Top of Material supplied

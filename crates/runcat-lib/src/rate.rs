//! Frame-rate control
//!
//! The frame period is interpolated linearly between the low-FPS period at
//! 0% load and the high-FPS period at `sample_rate` percent load: the busier
//! the machine, the faster the pet runs.

use crate::error::{PetError, Result};
use crate::models::{IDLE_PERCENT, UNKNOWN_PERCENT};
use std::time::Duration;

/// Default normalization divisor for the percent scale
pub const DEFAULT_SAMPLE_RATE: f64 = 100.0;

/// Default lower frame rate
pub const DEFAULT_FPS_LOW: f64 = 6.0;

/// Default upper frame rate
pub const DEFAULT_FPS_HIGH: f64 = 90.0;

/// Frame-rate bounds
#[derive(Debug, Clone, PartialEq)]
pub struct RateConfig {
    pub sample_rate: f64,
    pub fps_low: f64,
    pub fps_high: f64,
    /// Delay used while the percentage is idle or unknown.
    /// `None` falls back to the low-FPS period.
    pub idle_delay: Option<f64>,
}

impl Default for RateConfig {
    fn default() -> Self {
        Self {
            sample_rate: DEFAULT_SAMPLE_RATE,
            fps_low: DEFAULT_FPS_LOW,
            fps_high: DEFAULT_FPS_HIGH,
            idle_delay: None,
        }
    }
}

impl RateConfig {
    pub fn new(fps_low: f64, fps_high: f64, sample_rate: f64) -> Self {
        Self {
            sample_rate,
            fps_low,
            fps_high,
            idle_delay: None,
        }
    }

    pub fn with_idle_delay(mut self, seconds: f64) -> Self {
        self.idle_delay = Some(seconds);
        self
    }

    /// Check the bounds
    ///
    /// Positivity is always required. `fps_high >= fps_low` is only enforced
    /// when `strict` is set.
    pub fn validate(&self, strict: bool) -> Result<()> {
        if !(self.sample_rate > 0.0) {
            return Err(PetError::config("sample_rate must be positive"));
        }
        if !(self.fps_low > 0.0) || !(self.fps_high > 0.0) {
            return Err(PetError::config("fps_l and fps_h must be positive"));
        }
        if let Some(idle) = self.idle_delay {
            if !(idle >= 0.0) {
                return Err(PetError::config("idle_delay must not be negative"));
            }
        }
        if strict && self.fps_high < self.fps_low {
            return Err(PetError::config("fps_h can't be lower than fps_l"));
        }
        Ok(())
    }

    /// Period change per percent of load
    pub fn fps_delta(&self) -> f64 {
        (1.0 / self.fps_low - 1.0 / self.fps_high) / self.sample_rate
    }

    fn idle(&self) -> f64 {
        self.idle_delay.unwrap_or(1.0 / self.fps_low)
    }
}

/// Seconds until the next frame
///
/// Idle (`0`) and unknown (`-1`) percentages use the idle delay. Other
/// values go through the interpolation unclamped, so a percentage above
/// `sample_rate` yields a period shorter than the high-FPS one and can even
/// turn negative.
pub fn delay(percent: i64, cfg: &RateConfig) -> f64 {
    if percent == IDLE_PERCENT || percent == UNKNOWN_PERCENT {
        return cfg.idle();
    }
    1.0 / cfg.fps_low - cfg.fps_delta() * percent as f64
}

/// [`delay`] as a sleep duration; negative delays become zero
pub fn sleep_duration(percent: i64, cfg: &RateConfig) -> Duration {
    Duration::try_from_secs_f64(delay(percent, cfg).max(0.0)).unwrap_or(Duration::ZERO)
}

#[cfg(test)]
mod tests {
    use super::*;

    fn cfg() -> RateConfig {
        RateConfig::new(6.0, 90.0, 100.0)
    }

    #[test]
    fn test_zero_load_uses_low_fps_period() {
        assert!((delay(0, &cfg()) - 1.0 / 6.0).abs() < 1e-9);
    }

    #[test]
    fn test_monotonically_decreasing() {
        let cfg = cfg();
        let d0 = delay(0, &cfg);
        let d1 = delay(1, &cfg);
        let d50 = delay(50, &cfg);
        let d100 = delay(100, &cfg);
        assert!(d100 < d50);
        assert!(d50 < d0);
        assert!(d50 < d1);
    }

    #[test]
    fn test_full_load_reaches_high_fps_period() {
        assert!((delay(100, &cfg()) - 1.0 / 90.0).abs() < 1e-9);
    }

    #[test]
    fn test_idle_delay_override() {
        let cfg = cfg().with_idle_delay(1.0);
        assert_eq!(delay(0, &cfg), 1.0);
        assert_eq!(delay(UNKNOWN_PERCENT, &cfg), 1.0);
        assert!(delay(10, &cfg) < 1.0 / 6.0);
    }

    #[test]
    fn test_unclamped_can_go_negative() {
        let cfg = cfg();
        assert!(delay(200, &cfg) < 0.0);
        assert_eq!(sleep_duration(200, &cfg), Duration::ZERO);
    }

    #[test]
    fn test_validate() {
        assert!(cfg().validate(true).is_ok());

        let inverted = RateConfig::new(90.0, 6.0, 100.0);
        assert!(inverted.validate(false).is_ok());
        assert!(inverted.validate(true).unwrap_err().is_config());

        assert!(RateConfig::new(0.0, 6.0, 100.0).validate(false).is_err());
        assert!(RateConfig::new(6.0, 90.0, 0.0).validate(false).is_err());
        assert!(cfg().with_idle_delay(-1.0).validate(false).is_err());
    }
}
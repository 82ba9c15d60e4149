//! runcat-bwmon - bandwidth side-channel writer
//!
//! Runs `vnstat -l` (or another live monitor), keeps the latest chunk of its
//! output and periodically writes the total rate, in bits per second, to the
//! file polled by `runcat pigeon`.

use anyhow::{Context, Result};
use clap::Parser;
use runcat_lib::bandwidth::{parse_vnstat_line, write_signal};
use runcat_lib::observability::init_tracing;
use std::path::{Path, PathBuf};
use std::process::Stdio;
use std::time::Duration;
use tokio::io::{AsyncRead, AsyncReadExt};
use tokio::process::Command;
use tokio::sync::watch;
use tracing::{debug, info};

/// Size of one read from the monitor's output
const CHUNK_SIZE: usize = 1024;

/// Bandwidth monitor for the runcat pigeon module
#[derive(Parser)]
#[command(name = "runcat-bwmon")]
#[command(author, version, about = "Feed live bandwidth figures to runcat", long_about = None)]
pub struct Cli {
    /// Side-channel file (defaults to bw.log in the runcat config directory)
    #[arg(long, env = "RUNCAT_BW_FILE")]
    pub output: Option<PathBuf>,

    /// Milliseconds between two writes
    #[arg(long, default_value_t = 500)]
    pub interval_ms: u64,

    /// Live monitor command and its arguments
    #[arg(trailing_var_arg = true, allow_hyphen_values = true, default_values = ["vnstat", "-l"])]
    pub command: Vec<String>,
}

fn default_output() -> PathBuf {
    dirs_next::config_dir()
        .map(|dir| dir.join("waybar").join("modules").join("runcat-text"))
        .unwrap_or_else(|| PathBuf::from("."))
        .join("bw.log")
}

#[tokio::main(flavor = "current_thread")]
async fn main() -> Result<()> {
    let cli = Cli::parse();
    init_tracing("info");

    let output = cli.output.unwrap_or_else(default_output);
    info!(
        command = %cli.command.join(" "),
        output = %output.display(),
        interval_ms = cli.interval_ms,
        "Starting bandwidth monitor"
    );

    monitor(&cli.command, &output, Duration::from_millis(cli.interval_ms)).await
}

/// Run the monitor command until its output closes
async fn monitor(command: &[String], output: &Path, period: Duration) -> Result<()> {
    let (program, args) = command.split_first().context("Empty monitor command")?;

    let mut child = Command::new(program)
        .args(args)
        .stdout(Stdio::piped())
        .stderr(Stdio::null())
        .kill_on_drop(true)
        .spawn()
        .with_context(|| format!("Failed to start '{}'", program))?;
    let stdout = child
        .stdout
        .take()
        .context("Monitor output is not captured")?;

    let (latest, reader) = watch::channel(String::new());
    tokio::try_join!(read_chunks(stdout, latest), write_signals(reader, output, period))?;

    info!("Monitor output closed");
    Ok(())
}

/// Publish every non-blank chunk of output, trimmed
async fn read_chunks<R: AsyncRead + Unpin>(mut source: R, latest: watch::Sender<String>) -> Result<()> {
    let mut buf = [0u8; CHUNK_SIZE];
    loop {
        let n = source
            .read(&mut buf)
            .await
            .context("Failed to read monitor output")?;
        if n == 0 {
            return Ok(());
        }

        let chunk = String::from_utf8_lossy(&buf[..n]);
        let chunk = chunk.trim();
        if !chunk.is_empty() {
            debug!(chunk = %chunk, "Monitor output");
            latest.send_replace(chunk.to_string());
        }
    }
}

/// Write the parsed total every `period`, once more after the output closes
async fn write_signals(latest: watch::Receiver<String>, output: &Path, period: Duration) -> Result<()> {
    let mut ticker = tokio::time::interval(period);
    loop {
        ticker.tick().await;
        let closed = latest.has_changed().is_err();
        let chunk = latest.borrow().clone();

        let bits_per_second = parse_vnstat_line(&chunk)
            .with_context(|| format!("Unreadable monitor output '{}'", chunk))?;
        write_signal(output, bits_per_second)
            .await
            .with_context(|| format!("Failed to write {}", output.display()))?;

        if closed {
            return Ok(());
        }
    }
}

#[cfg(test)]
mod tests {
    use super::*;
    use runcat_lib::PetError;
    use tempfile::TempDir;

    #[tokio::test]
    async fn test_read_chunks_keeps_latest_trimmed() {
        let (latest, reader) = watch::channel(String::new());
        let output: &[u8] = b"  rx: 1 kbit/s 0 p/s tx: 2 kbit/s 0 p/s \n";

        read_chunks(output, latest).await.unwrap();

        assert_eq!(*reader.borrow(), "rx: 1 kbit/s 0 p/s tx: 2 kbit/s 0 p/s");
    }

    #[tokio::test]
    async fn test_read_chunks_ignores_blank_output() {
        let (latest, reader) = watch::channel("rx: 1 bit/s tx: 1 bit/s".to_string());
        let output: &[u8] = b"\n\n   ";

        read_chunks(output, latest).await.unwrap();

        assert_eq!(*reader.borrow(), "rx: 1 bit/s tx: 1 bit/s");
    }

    #[tokio::test]
    async fn test_write_signals_after_close() {
        let dir = TempDir::new().unwrap();
        let path = dir.path().join("bw.log");
        let (latest, reader) = watch::channel(String::new());
        latest.send_replace("rx: 1,5 Mbit/s 0 p/s tx: 500 kbit/s 0 p/s".to_string());
        drop(latest);

        write_signals(reader, &path, Duration::from_millis(10))
            .await
            .unwrap();

        let written = std::fs::read_to_string(&path).unwrap();
        assert_eq!(written, "2000000");
    }

    #[tokio::test]
    async fn test_write_signals_fails_on_unknown_unit() {
        let dir = TempDir::new().unwrap();
        let path = dir.path().join("bw.log");
        let (latest, reader) = watch::channel("rx: 1 Tbit/s tx: 1 bit/s".to_string());
        drop(latest);

        let err = write_signals(reader, &path, Duration::from_millis(10))
            .await
            .unwrap_err();

        assert!(err.to_string().contains("Tbit/s"));
        assert!(matches!(
            err.downcast_ref::<PetError>(),
            Some(PetError::UnknownUnit(unit)) if unit == "Tbit/s"
        ));
        assert!(!path.exists());
    }

    #[cfg(unix)]
    #[tokio::test]
    async fn test_monitor_runs_command_to_completion() {
        let dir = TempDir::new().unwrap();
        let path = dir.path().join("bw.log");
        let command = [
            "sh".to_string(),
            "-c".to_string(),
            "printf 'rx: 3 kbit/s 0 p/s tx: 4 kbit/s 0 p/s'".to_string(),
        ];

        monitor(&command, &path, Duration::from_millis(20))
            .await
            .unwrap();

        assert_eq!(std::fs::read_to_string(&path).unwrap(), "7000");
    }

    #[tokio::test]
    async fn test_monitor_rejects_empty_command() {
        let dir = TempDir::new().unwrap();
        assert!(monitor(&[], &dir.path().join("bw.log"), Duration::from_millis(10))
            .await
            .is_err());
    }
}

Bottom of Material supplied

§ Work instruction: Show each line from the material above where the string "kbit" can be found.

§ Response below:
        let output: &[u8] = b"  rx: 1 kbit/s 0 p/s tx: 2 kbit/s 0 p/s \n";
        assert_eq!(*reader.borrow(), "rx: 1 kbit/s 0 p/s tx: 2 kbit/s 0 p/s");
        latest.send_replace("rx: 1,5 Mbit/s 0 p/s tx: 500 kbit/s 0 p/s".to_string());
            "printf 'rx: 3 kbit/s 0 p/s tx: 4 kbit/s 0 p/s'".to_string(),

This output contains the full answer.